Looking back over the countless thousands of hours I've spent listening to music, it's depressing to reflect on how many of them were wasted, usually for professional reasons, on utter crap — late-period Uriah Heep, let's say, or the lesser efforts of Lydia Lunch, or any album devoted exclusively to the tedious lowings of Tuvan throat singers. How much richer might life have been had those irretrievable clumps of time been expended instead on actual artists, people with something to say? I might have stumbled upon Amy Rigby long before now.
Am I the last to get the word on this gifted person? Probably not, given her low commercial profile. Still, it's a little embarrassing. I came across 18 Again, a sort of greatest should-be-hits compilation, just the other day. After sampling a few tracks, I downloaded the whole thing. Then I listened to it a couple of times, and then I went back and downloaded the rest of the albums available here. This was hard-drive space wisely surrendered.
I imagine that many people who've only heard of Rigby, like myself, may have filed her away in the mental bin of Yet Another Singer-Songwriter. What a useless term. John Lennon was a songwriter who sang; but then back in his day so were such dweebs as Jonathan Edwards and Gilbert O'Sullivan and the ghastly Leo Sayer. Rigby is on a level all her own. She has a fierce lyrical gift and a happily matched melodic knack, and her songs are so directly expressive of her own life that it's hard to imagine anyone else singing them (although she has been covered). That she isn't better known is inexplicable, because in soldiering through the past 20 years or so — through a couple of bands, and then through marriage, divorce, single-motherhood and six indie studio albums — she's never lost her obstinate artistic determination, which appears to operate independently of any hankering after mainstream fame. Which means she's never gone soft.
She's found her great subject, too, which is growing older as a woman. Her musical aspirations apparently took shape during her art-school days in New York in the late '70s, hanging around the CBGB punk scene, and her work has the unyielding stance, if not always the standard form, of rock & roll. There are elements of folk-rock, riff-rock and vintage Brill Building girl-group pop (check out the terrific "All I Want"). But wisps of simple guitar-strummery also float past, and there's one hilarious sortie into cocktail balladry, too. Even in what might seem to be gentler moments, though, Rigby's lyrics combine heartbreak and sarcasm in a seamless weave that can bring you up short. In the whispery "Keep It to Yourself," for example, she's just told a new boyfriend about an ex who broke her heart. The new guy, with a righteous indignation he no doubt hopes will demonstrate his superior commitment skills, professes a desire to murder this departed clod. No, no, she says, don't be silly. However:
Here's his address, here's his picture
Here's the make and model of his car
He works until 4:30, then he hangs out at the topless bar
With a girl on each arm.
Given the number of such losers who pass through her songs, I think we can assume that this new guy turned out to be a clod, too. Undiminished lust being what it is, however, she keeps groping for at least a carnal connection, and hoping the next man may turn out to be Mr. Not Too Awful. In the headlong "If You Won't Hang Around," she makes yet another (possibly intoxicated) move:
How'm I gonna kiss you, how'm I gonna thank you
I don't wanna miss you, I just wanna spank you
How'm I gonna do ya, I can't give it to ya
If you won't hang around
But the quest for erotic fulfillment grows more complicated with passing years, as she realizes, in a song called "Invisible," that the hot guys she once bedazzled are no longer checking her out:
I walked into a bar, now what was I thinking?
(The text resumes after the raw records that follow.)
//! # Custom Resource Definitions
//!
//! CRD types for the Puller controller.
//!
//! `Puller` is a cluster-scoped declaration of registry credentials plus an
//! optional namespace selector. The controller materializes the credentials as
//! an image pull secret in each selected namespace and binds it to every
//! service account there.

mod status;

pub use status::{Condition, ConditionStatus, PullerStatus};

use k8s_openapi::apimachinery::pkg::apis::meta::v1::LabelSelector;
use schemars::{Schema, SchemaGenerator};
use serde::{Deserialize, Serialize};

/// Puller Custom Resource Definition
///
/// # Example
///
/// ```yaml
/// apiVersion: puller.io/v1alpha1
/// kind: Puller
/// metadata:
///   name: creds1
/// spec:
///   registries:
///     - server: reg.example.com
///       username: u
///       password: p
///   namespaceSelector:
///     matchLabels:
///       team: payments
/// ```
#[derive(kube::CustomResource, Debug, Clone, Default, Deserialize, Serialize, schemars::JsonSchema)]
#[kube(
    kind = "Puller",
    group = "puller.io",
    version = "v1alpha1",
    status = "PullerStatus",
    shortname = "pl",
    printcolumn = r#"{"name":"Ready", "type":"string", "jsonPath":".status.conditions[?(@.type==\"Ready\")].status"}, {"name":"Age", "type":"date", "jsonPath":".metadata.creationTimestamp"}"#
)]
#[serde(rename_all = "camelCase")]
pub struct PullerSpec {
    /// Registry credentials to propagate
    /// Entries are keyed by server; a repeated server keeps the last entry
    #[serde(default)]
    pub registries: Vec<Registry>,
    /// Label selector choosing target namespaces
    /// When omitted, every namespace in the cluster is targeted
    #[serde(
        default,
        alias = "namespaceAffinity",
        skip_serializing_if = "Option::is_none"
    )]
    #[schemars(schema_with = "label_selector_schema")]
    pub namespace_selector: Option<LabelSelector>,
}

/// Credentials for a single registry
#[derive(Debug, Clone, Default, PartialEq, Eq, Deserialize, Serialize, schemars::JsonSchema)]
#[serde(rename_all = "camelCase")]
pub struct Registry {
    /// Registry host, e.g. `reg.example.com`
    #[serde(default, skip_serializing_if = "String::is_empty")]
    pub server: String,
    #[serde(default, skip_serializing_if = "String::is_empty")]
    pub username: String,
    #[serde(default, skip_serializing_if = "String::is_empty")]
    pub password: String,
    #[serde(default, skip_serializing_if = "String::is_empty")]
    pub email: String,
    /// Pre-encoded `username:password` auth token
    #[serde(default, skip_serializing_if = "String::is_empty")]
    pub auth: String,
}

fn label_selector_schema(_gen: &mut SchemaGenerator) -> Schema {
    // Structural schema for a standard Kubernetes LabelSelector
    schemars::json_schema!({
        "type": "object",
        "nullable": true,
        "description": "Label selector choosing target namespaces. When omitted, every namespace is targeted.",
        "properties": {
            "matchLabels": {
                "type": "object",
                "additionalProperties": { "type": "string" }
            },
            "matchExpressions": {
                "type": "array",
                "items": {
                    "type": "object",
                    "required": ["key", "operator"],
                    "properties": {
                        "key": { "type": "string" },
                        "operator": { "type": "string" },
                        "values": {
                            "type": "array",
                            "items": { "type": "string" }
                        }
                    }
                }
            }
        }
    })
}

#[cfg(test)]
mod tests {
    use super::*;
    use kube::CustomResourceExt;

    #[test]
    fn test_crd_is_cluster_scoped() {
        let crd = Puller::crd();
        assert_eq!(crd.spec.scope, "Cluster");
        assert_eq!(crd.spec.group, "puller.io");
        assert_eq!(crd.spec.names.kind, "Puller");
        assert_eq!(crd.spec.names.plural, "pullers");
    }

    #[test]
    fn test_spec_accepts_legacy_namespace_affinity() {
        let spec: PullerSpec = serde_json::from_value(serde_json::json!({
            "registries": [{"server": "reg.example.com", "username": "u"}],
            "namespaceAffinity": {"matchLabels": {"team": "a"}}
        }))
        .unwrap();

        let selector = spec.namespace_selector.unwrap();
        assert_eq!(
            selector.match_labels.unwrap().get("team").map(String::as_str),
            Some("a")
        );
    }

    #[test]
    fn test_registry_omits_empty_fields() {
        let registry = Registry {
            server: "reg.example.com".into(),
            username: "u".into(),
            ..Default::default()
        };
        let value = serde_json::to_value(&registry).unwrap();
        assert_eq!(
            value,
            serde_json::json!({"server": "reg.example.com", "username": "u"})
        );
    }

    #[test]
    fn test_spec_defaults_to_no_registries() {
        let spec: PullerSpec = serde_json::from_value(serde_json::json!({})).unwrap();
        assert!(spec.registries.is_empty());
        assert!(spec.namespace_selector.is_none());
    }
}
Nobody asked me, "Honey, what are you drinking?"
Since I hit 35, what I want I gotta buy
Although she's way jaded by now, she knows she'll never give up hoping for love, or something like it. But in baring her scuffed soul to a new romantic candidate, she's mordantly frank about the fact that neither her standards nor her expectations are what they once were. Now, in "Cynically Yours," she's willing to settle:
The thought of being with you doesn't fill me with dread
I can picture being with you till one or both of us is dead…
In a world full of doubt, don't know what I'm sure about
But you don't suck, so I'm cynically yours
Rigby is one of those few-and-far-between artists (a word that's tossed around much too promiscuously in the music business) in whose work one finds no bum numbers, no songs tossed off just to fill out an album. (In this regard she has been compared elsewhere to Richard Thompson, and as a Thompson fan I have to agree.) Along with her solid melodic sense, she has a distinctively expressive voice (it ranges from a confiding sigh to a lovable yelp) that perfectly conveys her complex lyrical concerns. I can't think of anyone to compare her to, so I guess I'd have to say she's incomparable. In fact, there: I just said it.